• _WHAT TO WORK ON_
Check every line below for the word "with" and show those that hold it.

:: RECORDS SHOWN

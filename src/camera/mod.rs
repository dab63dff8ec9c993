//! Camera state handed to map backends.
//!
//! Two camera flavours exist:
//! - [`CameraOptions`]: map-relative center/zoom/pitch/bearing, the initial
//!   camera a map is created with.
//! - [`FreeCameraOptions`]: explicit world position and orientation. Bearing 0
//!   looks north, pitch 0 looks straight down, in a right-handed Mercator frame
//!   (x east, y south, z up).

pub mod validation;

use glam::{DQuat, DVec3};
use serde::{Deserialize, Serialize};

use crate::geo::{LngLat, MercatorCoordinate};

pub use validation::{
    validate_altitude, validate_bearing, validate_orientation, validate_pitch, validate_zoom,
    CameraError,
};

/// Map-relative camera.
#[derive(Debug, Clone, Copy, PartialEq, Serialize, Deserialize)]
pub struct CameraOptions {
    pub center: LngLat,
    pub zoom: f64,
    pub pitch: f64,
    pub bearing: f64,
}

impl CameraOptions {
    pub fn validate(&self) -> Result<(), CameraError> {
        validate_zoom(self.zoom)?;
        validate_pitch(self.pitch)?;
        validate_bearing(self.bearing)?;
        Ok(())
    }
}

/// Free-flying camera pose.
///
/// Every component is optional; a backend keeps its current value for any
/// component left unset when the options are committed.
#[derive(Debug, Clone, Copy, PartialEq, Default, Serialize, Deserialize)]
pub struct FreeCameraOptions {
    #[serde(default)]
    pub location: Option<LngLat>,
    /// Meters above sea level.
    #[serde(default)]
    pub altitude: Option<f64>,
    #[serde(default)]
    pub orientation: Option<DQuat>,
}

impl FreeCameraOptions {
    pub fn new() -> Self {
        Self::default()
    }

    pub fn set_location(&mut self, location: LngLat) {
        self.location = Some(location);
    }

    pub fn set_altitude(&mut self, altitude: f64) -> Result<(), CameraError> {
        validate_altitude(altitude)?;
        self.altitude = Some(altitude);
        Ok(())
    }

    /// Set orientation from pitch and bearing in degrees.
    pub fn set_pitch_bearing(&mut self, pitch_deg: f64, bearing_deg: f64) -> Result<(), CameraError> {
        validate_pitch(pitch_deg)?;
        validate_bearing(bearing_deg)?;
        self.orientation = Some(orientation_from_pitch_bearing(pitch_deg, bearing_deg));
        Ok(())
    }

    /// Recover `(pitch, bearing)` in degrees, bearing normalized to `[0, 360)`.
    pub fn pitch_bearing(&self) -> Option<(f64, f64)> {
        self.orientation.map(pitch_bearing_from_orientation)
    }

    /// Viewing direction in the Mercator frame.
    pub fn forward(&self) -> Option<DVec3> {
        self.orientation.map(|q| q * DVec3::NEG_Z)
    }

    /// Camera position in mercator units, if both location and altitude are set.
    pub fn mercator_position(&self) -> Option<MercatorCoordinate> {
        Some(MercatorCoordinate::from_lng_lat(self.location?, self.altitude?))
    }

    pub fn validate(&self) -> Result<(), CameraError> {
        if let Some(altitude) = self.altitude {
            validate_altitude(altitude)?;
        }
        if let Some(q) = self.orientation {
            validate_orientation(q)?;
        }
        Ok(())
    }

    /// Overlay the components set in `other` onto `self`.
    pub fn merge(&mut self, other: &FreeCameraOptions) {
        if other.location.is_some() {
            self.location = other.location;
        }
        if other.altitude.is_some() {
            self.altitude = other.altitude;
        }
        if other.orientation.is_some() {
            self.orientation = other.orientation;
        }
    }
}

/// Rz(bearing) * Rx(-pitch), applied to a nadir-looking camera with north up.
pub fn orientation_from_pitch_bearing(pitch_deg: f64, bearing_deg: f64) -> DQuat {
    DQuat::from_rotation_z(bearing_deg.to_radians()) * DQuat::from_rotation_x(-pitch_deg.to_radians())
}

pub fn pitch_bearing_from_orientation(q: DQuat) -> (f64, f64) {
    let q = q.normalize();
    let forward = q * DVec3::NEG_Z;
    // Screen-up of the camera; north (-y) for an unrotated camera.
    let up = q * DVec3::NEG_Y;

    let horizontal = (forward.x * forward.x + forward.y * forward.y).sqrt();
    let pitch = horizontal.atan2(-forward.z).to_degrees();
    let bearing = up.x.atan2(-up.y).to_degrees().rem_euclid(360.0);
    (pitch, bearing)
}

#[cfg(test)]
mod tests {
    use super::*;

    fn approx(a: f64, b: f64) -> bool {
        (a - b).abs() < 1e-9
    }

    #[test]
    fn nadir_camera_looks_down() {
        let mut cam = FreeCameraOptions::new();
        cam.set_pitch_bearing(0.0, 0.0).unwrap();
        let f = cam.forward().unwrap();
        assert!(approx(f.x, 0.0) && approx(f.y, 0.0) && approx(f.z, -1.0));
    }

    #[test]
    fn pitched_camera_faces_bearing() {
        let mut cam = FreeCameraOptions::new();
        cam.set_pitch_bearing(60.0, 90.0).unwrap();
        let f = cam.forward().unwrap();
        assert!(f.x > 0.5, "bearing 90 should face east, got {f:?}");
        assert!(approx(f.y, 0.0));
        assert!(f.z < 0.0);
    }

    #[test]
    fn pitch_bearing_recovers_inputs() {
        for &(p, b) in &[(0.0, 180.0), (45.0, 10.0), (30.0, 270.0), (10.0, 359.0)] {
            let mut cam = FreeCameraOptions::new();
            cam.set_pitch_bearing(p, b).unwrap();
            let (rp, rb) = cam.pitch_bearing().unwrap();
            assert!((rp - p).abs() < 1e-6, "pitch {p} -> {rp}");
            assert!((rb - b).abs() < 1e-6, "bearing {b} -> {rb}");
        }
    }

    #[test]
    fn negative_bearing_is_normalized() {
        let mut cam = FreeCameraOptions::new();
        cam.set_pitch_bearing(20.0, -90.0).unwrap();
        let (_, b) = cam.pitch_bearing().unwrap();
        assert!((b - 270.0).abs() < 1e-6);
    }

    #[test]
    fn invalid_inputs_leave_pose_untouched() {
        let mut cam = FreeCameraOptions::new();
        assert!(cam.set_altitude(-5.0).is_err());
        assert!(cam.set_pitch_bearing(95.0, 0.0).is_err());
        assert_eq!(cam, FreeCameraOptions::default());
    }

    #[test]
    fn merge_overlays_set_components() {
        let mut base = FreeCameraOptions::new();
        base.set_altitude(100.0).unwrap();
        base.set_location(LngLat::from_lat_lon(1.0, 2.0).unwrap());

        let mut update = FreeCameraOptions::new();
        update.set_altitude(200.0).unwrap();
        base.merge(&update);

        assert_eq!(base.altitude, Some(200.0));
        assert_eq!(base.location, Some(LngLat::from_lat_lon(1.0, 2.0).unwrap()));
        assert!(base.orientation.is_none());
    }

    #[test]
    fn mercator_position_needs_location_and_altitude() {
        let mut cam = FreeCameraOptions::new();
        assert!(cam.mercator_position().is_none());
        cam.set_location(LngLat::from_lat_lon(0.0, 0.0).unwrap());
        cam.set_altitude(0.0).unwrap();
        let m = cam.mercator_position().unwrap();
        assert!((m.x() - 0.5).abs() < 1e-12);
    }
}
//! Camera parameter validation utilities
//!
//! Validation for free-camera and map-camera parameters before they are
//! committed to a backend.

use crate::geo::GeoError;

pub const ERROR_ALTITUDE: &str = "altitude must be finite and >= 0";
pub const ERROR_PITCH: &str = "pitch must be finite and in [0, 90)";
pub const ERROR_BEARING: &str = "bearing must be finite";
pub const ERROR_ZOOM: &str = "zoom must be finite and >= 0";
pub const ERROR_ORIENTATION: &str = "orientation quaternion must be finite and non-zero";

/// Error type for camera parameters.
#[derive(Debug, Clone, PartialEq, thiserror::Error)]
pub enum CameraError {
    #[error("{0}")]
    Invalid(&'static str),
    #[error("invalid camera location: {0}")]
    Location(#[from] GeoError),
}

pub fn validate_altitude(altitude: f64) -> Result<(), CameraError> {
    if !altitude.is_finite() || altitude < 0.0 {
        return Err(CameraError::Invalid(ERROR_ALTITUDE));
    }
    Ok(())
}

/// Pitch is measured from nadir; 90 would be a horizon-level camera, which
/// has no well-defined bearing from its up vector.
pub fn validate_pitch(pitch_deg: f64) -> Result<(), CameraError> {
    if !pitch_deg.is_finite() || !(0.0..90.0).contains(&pitch_deg) {
        return Err(CameraError::Invalid(ERROR_PITCH));
    }
    Ok(())
}

pub fn validate_bearing(bearing_deg: f64) -> Result<(), CameraError> {
    if !bearing_deg.is_finite() {
        return Err(CameraError::Invalid(ERROR_BEARING));
    }
    Ok(())
}

pub fn validate_zoom(zoom: f64) -> Result<(), CameraError> {
    if !zoom.is_finite() || zoom < 0.0 {
        return Err(CameraError::Invalid(ERROR_ZOOM));
    }
    Ok(())
}

pub fn validate_orientation(q: glam::DQuat) -> Result<(), CameraError> {
    if !q.is_finite() || q.length_squared() < 1e-12 {
        return Err(CameraError::Invalid(ERROR_ORIENTATION));
    }
    Ok(())
}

::::

• _SOLUTION TO THIS PROBLEM_
//!   camera a map is created with.
/// Rz(bearing) * Rx(-pitch), applied to a nadir-looking camera with north up.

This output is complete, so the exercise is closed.